Verse sprudelnder Kopf

■ Wolfgang Hofmann inszeniert Rostands „Cyrano“

Wenn Cyrano de Bergerac unter dem Balkon der abgebetenen Roxane steht und dem unbedarften Christian selbstlos eine der schönsten Liebeserklärungen einflüstert, die für das Theater geschrieben wurden — wenn es ihm also schier das Herz zerreißt (weil er selbst eine so lange Nase hat und Christian den Balkon hochsteigen wird) und er sich gleichzeitig in der Schönheit der eigenen Verse aalt, ahnt man, was ein Schauspieler als Cyrano alles zu spielen hat: Einen Haudegen und Poeten, der mit seiner Mißgestaltung im Gesicht ironisch umgeht; einer, dem die Augen beim Dichten glänzen und der andere schlitzohrig an der Nase herumführt, die Masken wechselt, voll Herzerguß und stolzer Verachtung. Edmond Rostands Cyrano ist ein Bruder des „Scapin“ und macht wie Molières Irrwisch die Welt unsicher. In Heidelberg flirrt Klaus Hemmerle über die Bühne und läßt für vier Stunden vergessen, daß man sich im Kino auch Gerard Depardieu ansehen könnte. Man glaubt ihm, daß der Cyrano rasen kann und dabei weiß, daß er jetzt rast; daß er nobel für einen anderen um die wirbt, die er selbst liebt, und dabei weiß, daß ihm die unerfüllte Liebe gar nicht so schlecht ins Dichterkonzept paßt.
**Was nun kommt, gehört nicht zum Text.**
//! Mapping of domain failures onto HTTP responses
//!
//! Client-facing bodies carry only the error category and a fixed message;
//! internal reasons stay in the logs.

use actix_web::{
    http::{header, StatusCode},
    HttpResponse, ResponseError,
};
use tracing::{debug, error};

use ck_core::errors::{DomainError, TokenError};
use ck_shared::{error_codes, ErrorResponse};

/// Error returned by handlers and the authentication middleware
#[derive(Debug, thiserror::Error)]
pub enum ApiError {
    #[error(transparent)]
    Domain(#[from] DomainError),

    #[error("{0}")]
    BadRequest(String),

    /// Authenticated, but not allowed to use the route
    #[error("forbidden: {0}")]
    Forbidden(String),
}

impl From<TokenError> for ApiError {
    fn from(err: TokenError) -> Self {
        ApiError::Domain(err.into())
    }
}

impl ApiError {
    fn token_error(&self) -> Option<&TokenError> {
        match self {
            ApiError::Domain(e) => e.as_token_error(),
            ApiError::BadRequest(_) | ApiError::Forbidden(_) => None,
        }
    }

    /// Client-facing category
    pub fn category(&self) -> &'static str {
        match self {
            ApiError::Domain(DomainError::Token(e)) => e.category(),
            ApiError::Domain(DomainError::Validation { .. }) | ApiError::BadRequest(_) => {
                error_codes::BAD_REQUEST
            }
            ApiError::Forbidden(_) => error_codes::FORBIDDEN,
            ApiError::Domain(_) => error_codes::SERVER_ERROR,
        }
    }

    /// Fixed client-facing message
    pub fn client_message(&self) -> String {
        match self {
            ApiError::Domain(DomainError::Token(e)) => token_message(e).to_string(),
            ApiError::Domain(DomainError::Validation { message }) => message.clone(),
            ApiError::BadRequest(message) => message.clone(),
            ApiError::Forbidden(_) => "Insufficient privileges".to_string(),
            ApiError::Domain(_) => "An internal error occurred".to_string(),
        }
    }
}

fn token_message(err: &TokenError) -> &'static str {
    match err {
        TokenError::MissingToken => "Authentication required",
        TokenError::Malformed | TokenError::InvalidSignature | TokenError::NotYetValid => {
            "The token is invalid"
        }
        TokenError::Expired => "The token has expired",
        TokenError::WrongType { .. } => "The token cannot be used for this request",
        TokenError::Revoked => "The token has been revoked",
        TokenError::NoActiveKey => "Authentication is temporarily unavailable",
    }
}

impl ResponseError for ApiError {
    fn status_code(&self) -> StatusCode {
        match self {
            ApiError::Domain(DomainError::Token(e)) => match e {
                TokenError::MissingToken
                | TokenError::Malformed
                | TokenError::InvalidSignature
                | TokenError::Expired
                | TokenError::NotYetValid => StatusCode::UNAUTHORIZED,
                TokenError::WrongType { .. } | TokenError::Revoked => StatusCode::FORBIDDEN,
                TokenError::NoActiveKey => StatusCode::INTERNAL_SERVER_ERROR,
            },
            ApiError::Domain(DomainError::Validation { .. }) | ApiError::BadRequest(_) => {
                StatusCode::BAD_REQUEST
            }
            ApiError::Forbidden(_) => StatusCode::FORBIDDEN,
            ApiError::Domain(_) => StatusCode::INTERNAL_SERVER_ERROR,
        }
    }

    fn error_response(&self) -> HttpResponse {
        let status = self.status_code();
        if status.is_server_error() {
            error!(error = %self, "Request failed");
        } else {
            debug!(error = %self, "Request rejected");
        }

        let body = ErrorResponse::new(self.category(), self.client_message());
        let mut response = HttpResponse::build(status);

        if status == StatusCode::UNAUTHORIZED {
            let challenge = match self.token_error() {
                Some(TokenError::MissingToken) | None => "Bearer".to_string(),
                Some(_) => format!("Bearer error=\"{}\"", self.category()),
            };
            response.insert_header((header::WWW_AUTHENTICATE, challenge));
        }

        response.json(body)
    }
}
Inszeniert wurde der Cyrano von Wolfgang Hofmann, einem jungen Regisseur, der eine selten gute Hand für Schauspieler hat, sich klug vorwärts inszeniert, und vor einiger Zeit mit Ovids Metamorphosen auf sich aufmerksam machte. Der Cyrano wurde in Heidelberg auf den Spielplan gesetzt, lange bevor der Film in unsere Kinos kam. Daß Rostands selten gespieltes Stück derzeit gleichzeitig auf der Leinwand und der Bühne zu sehen ist, macht wieder einmal darauf aufmerksam, wie wenig von der Breite literarischer Vorlagen in Filmen umgesetzt wird. So ist Montfleury — Rostands selbstgefälliger Schmierenkomödiant — im Film nicht mehr als ein Gesicht, auf die Heidelberger Bühne kommt er als jene Knallcharge, die Cyrano so vehement bekämpft. Und Marcus Calvin gelingt als Christian eine sehenswerte kleine Studie des jungen Mannes, der naiv-glücklich liebt und zusehends düsterer wird, je mehr sich seine Roxane in den poetischen Kopf verliebt, der ihr all die Verse schreibt — Cyrano. Roxane denkt, der Verse sprudelnde Kopf sitze auf Christians Schultern, Cyrano bis zum Ende unter seiner langen Nase und Christian stürzt sich selbstmörderisch in die Schlacht, weil er sich nicht wirklich geliebt fühlt. Eine „romantische Komödie“ nannte Rostand sein Stück, das von einem Zeitgenossen Molières sein könnte und doch etwas modern Melancholisches hat. Geschrieben wurde es Ende des letzten Jahrhunderts und hat indirekt doch etwas mit Molière zu tun — die langnasige Hauptfigur Rostands gab es wirklich. Er war ein Zeitgenosse des Komödiendichters und hat wahrlich geschrieben, Die Reise zum Mond und Die Reise in die Sonne. Heute würde man den poetischen Schwärmer einen Science-Fiction-Autor nennen. Jürgen Berger

Edmond Rostand: Cyrano de Bergerac . Regie: Wolfgang Hofmann. Bühne: Momme Röhrbein. Fechteinstudierung: Christoph Walther. Mit Klaus Hemmerle, Marcus Calvin, Pia Podgornik, Joachim Henschke, Helmut Kahn. Theater der Stadt Heidelberg. Weitere Vorstellungen: 15. Und 17.5.